The senescence of vascular endothelial cells (ECs) plays a critical role in aging-related cardiovascular diseases. We previously reported the causal relation of Jagged1 in ECs and the thickening of the arterial wall in aging mice. The aim of the present study was to further investigate the correlation between insulin-like growth factor-binding protein 1 (IGFBP1), one of the secretory proteins regulated by Jagged1, and the severity of coronary atherosclerosis and patient age, as well as its effect on EC senescence. First, microarray analysis was performed to screen the differentially expressed genes regulated by Jagged1 in human coronary arterial ECs (HCAECs).

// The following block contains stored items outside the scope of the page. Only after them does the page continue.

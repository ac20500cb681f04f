// ── In-memory text buffer ─────────────────────────────────────────────────────
//
// A `TextBuffer` backed by a plain byte vector.  Used by the command-line
// front end and by tests; it mimics the Scintilla behaviours the engine relies
// on: `\r\n` / `\r` / `\n` all terminate lines, backward targets have
// `start > end`, regex searches expose capture groups afterwards, and every
// edit produces `SCN_MODIFIED`-style notifications.

use std::collections::BTreeMap;

use regex::bytes::{Regex, RegexBuilder};
use tracing::trace;

use super::{
    EolMode, Modification, ModificationKind, SearchFlags, SelectionRange, Target, TextBuffer,
};
use crate::error::{Error, Result};

/// Plain-memory document.
pub struct MemoryBuffer {
    text: Vec<u8>,
    line_starts: Vec<usize>,
    eol: EolMode,
    read_only: bool,
    selections: Vec<SelectionRange>,
    /// Group 0 is the whole match; `None` for groups that did not participate.
    last_captures: Vec<Option<Vec<u8>>>,
    compiled: Option<(Vec<u8>, SearchFlags, Regex)>,
    indicators: BTreeMap<usize, Vec<bool>>,
    indicator_colors: BTreeMap<usize, u32>,
    pending: Vec<Modification>,
    undo_depth: usize,
    undo_groups: usize,
}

Inhibition of the Jagged1 expression using a small interfering RNA knockdown method in HCAECs led to the upregulation of 17 and the downregulation of 78 genes by >3-fold, and IGFBP1 was confirmed to be a secretory protein expressed by HCAECs and regulated by Jagged1. Subsequently, in 112 consecutively enrolled patients with acute chest pain who underwent coronary angiography, the circulating level of IGFBP1 was found to be positively correlated with age (r=0.512, P<0.001) and Synergy between PCI with TAXUS and Cardiac Surgery (SYNTAX) score (r=0.409, P<0.001). Among age-comparable patients, the circulating IGFBP1 level was found to be increased in patients with higher SYNTAX scores. In cultured HCAECs, IGFBP1 was shown to protect ECs against passage- or H(2)O(2)-induced senescence, and these protective effects of IGFBP1 may be partially reversed by LY294002, a known Akt signaling inhibitor. Therefore, the results of the present study suggested that, as a downstream protein of Jagged1, IGFBP1 was correlated with the severity of coronary atherosclerosis in aging patients, and the increase of circulating IGFBP1 levels with aging may be an adaptive response to counter HCAEC senescence through Akt signaling.